EXERCISE DESCRIPTION: Your task is to filter the entries and copy every line containing the string "bind".

*** Begin section ***

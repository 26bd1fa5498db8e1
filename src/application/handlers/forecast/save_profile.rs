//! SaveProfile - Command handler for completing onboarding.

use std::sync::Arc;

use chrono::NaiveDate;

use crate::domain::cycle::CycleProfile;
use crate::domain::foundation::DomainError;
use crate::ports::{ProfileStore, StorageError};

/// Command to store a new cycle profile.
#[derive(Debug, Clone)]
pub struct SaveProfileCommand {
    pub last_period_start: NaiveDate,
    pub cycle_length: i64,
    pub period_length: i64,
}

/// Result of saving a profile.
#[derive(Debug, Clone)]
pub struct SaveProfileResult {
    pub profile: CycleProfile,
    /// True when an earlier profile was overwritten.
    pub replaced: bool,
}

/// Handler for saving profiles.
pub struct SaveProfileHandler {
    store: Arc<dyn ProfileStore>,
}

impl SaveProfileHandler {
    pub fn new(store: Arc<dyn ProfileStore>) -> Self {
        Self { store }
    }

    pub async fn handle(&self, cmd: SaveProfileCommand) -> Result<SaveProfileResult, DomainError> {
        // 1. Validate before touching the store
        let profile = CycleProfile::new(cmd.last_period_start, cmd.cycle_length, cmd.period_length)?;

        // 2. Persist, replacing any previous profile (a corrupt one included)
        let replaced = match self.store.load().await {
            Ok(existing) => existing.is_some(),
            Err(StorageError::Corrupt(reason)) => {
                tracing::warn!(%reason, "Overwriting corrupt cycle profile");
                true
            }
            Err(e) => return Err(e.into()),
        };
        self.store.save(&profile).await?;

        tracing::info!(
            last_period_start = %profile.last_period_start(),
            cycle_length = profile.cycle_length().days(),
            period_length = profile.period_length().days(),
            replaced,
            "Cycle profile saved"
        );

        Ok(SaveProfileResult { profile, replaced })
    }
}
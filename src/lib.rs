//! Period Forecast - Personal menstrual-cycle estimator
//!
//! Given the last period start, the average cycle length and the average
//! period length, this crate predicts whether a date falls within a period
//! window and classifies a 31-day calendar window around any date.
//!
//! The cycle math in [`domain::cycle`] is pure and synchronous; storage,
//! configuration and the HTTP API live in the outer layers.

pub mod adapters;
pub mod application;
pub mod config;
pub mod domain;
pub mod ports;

*** End section ***
*** Begin section ***

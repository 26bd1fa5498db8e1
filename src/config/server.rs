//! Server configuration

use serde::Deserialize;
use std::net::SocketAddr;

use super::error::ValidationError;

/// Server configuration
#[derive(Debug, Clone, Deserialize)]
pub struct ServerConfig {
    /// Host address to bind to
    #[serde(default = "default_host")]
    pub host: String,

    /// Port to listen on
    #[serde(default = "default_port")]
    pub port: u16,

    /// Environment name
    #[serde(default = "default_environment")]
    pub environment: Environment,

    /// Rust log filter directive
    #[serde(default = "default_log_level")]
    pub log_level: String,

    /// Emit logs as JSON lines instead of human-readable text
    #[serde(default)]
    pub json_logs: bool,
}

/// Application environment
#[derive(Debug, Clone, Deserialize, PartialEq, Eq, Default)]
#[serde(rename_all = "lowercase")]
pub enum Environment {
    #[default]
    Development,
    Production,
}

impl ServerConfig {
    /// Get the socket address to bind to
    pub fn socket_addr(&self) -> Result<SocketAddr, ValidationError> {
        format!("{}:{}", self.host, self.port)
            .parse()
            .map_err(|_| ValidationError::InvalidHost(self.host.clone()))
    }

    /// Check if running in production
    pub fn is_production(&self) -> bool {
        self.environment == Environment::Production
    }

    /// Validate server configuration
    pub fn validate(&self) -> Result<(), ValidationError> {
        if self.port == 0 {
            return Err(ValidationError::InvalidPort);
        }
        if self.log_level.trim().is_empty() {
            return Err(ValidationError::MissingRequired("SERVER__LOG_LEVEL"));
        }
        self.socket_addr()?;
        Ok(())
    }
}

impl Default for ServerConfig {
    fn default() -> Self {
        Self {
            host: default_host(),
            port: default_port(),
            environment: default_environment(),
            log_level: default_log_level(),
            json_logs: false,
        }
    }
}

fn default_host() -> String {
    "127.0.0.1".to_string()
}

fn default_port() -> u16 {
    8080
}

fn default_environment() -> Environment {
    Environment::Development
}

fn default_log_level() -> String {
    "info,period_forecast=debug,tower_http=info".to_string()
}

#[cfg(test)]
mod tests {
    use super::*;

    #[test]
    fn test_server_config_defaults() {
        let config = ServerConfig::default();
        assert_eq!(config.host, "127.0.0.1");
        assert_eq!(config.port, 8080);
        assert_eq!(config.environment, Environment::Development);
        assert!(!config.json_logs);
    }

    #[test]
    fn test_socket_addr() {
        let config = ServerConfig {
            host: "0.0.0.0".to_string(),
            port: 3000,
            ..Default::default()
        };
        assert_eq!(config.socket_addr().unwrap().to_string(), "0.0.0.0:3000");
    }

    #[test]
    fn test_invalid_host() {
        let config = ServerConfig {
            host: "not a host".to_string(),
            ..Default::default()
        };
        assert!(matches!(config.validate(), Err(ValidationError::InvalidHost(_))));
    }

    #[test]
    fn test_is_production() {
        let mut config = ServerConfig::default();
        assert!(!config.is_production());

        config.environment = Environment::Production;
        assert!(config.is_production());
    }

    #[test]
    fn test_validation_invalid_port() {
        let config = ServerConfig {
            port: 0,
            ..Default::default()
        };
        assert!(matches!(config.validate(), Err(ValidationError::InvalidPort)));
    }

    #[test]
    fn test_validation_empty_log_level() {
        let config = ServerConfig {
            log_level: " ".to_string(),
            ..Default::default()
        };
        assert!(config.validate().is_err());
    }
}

*** End section ***

ANSWER AREA:
    /// Host address to bind to
    /// Get the socket address to bind to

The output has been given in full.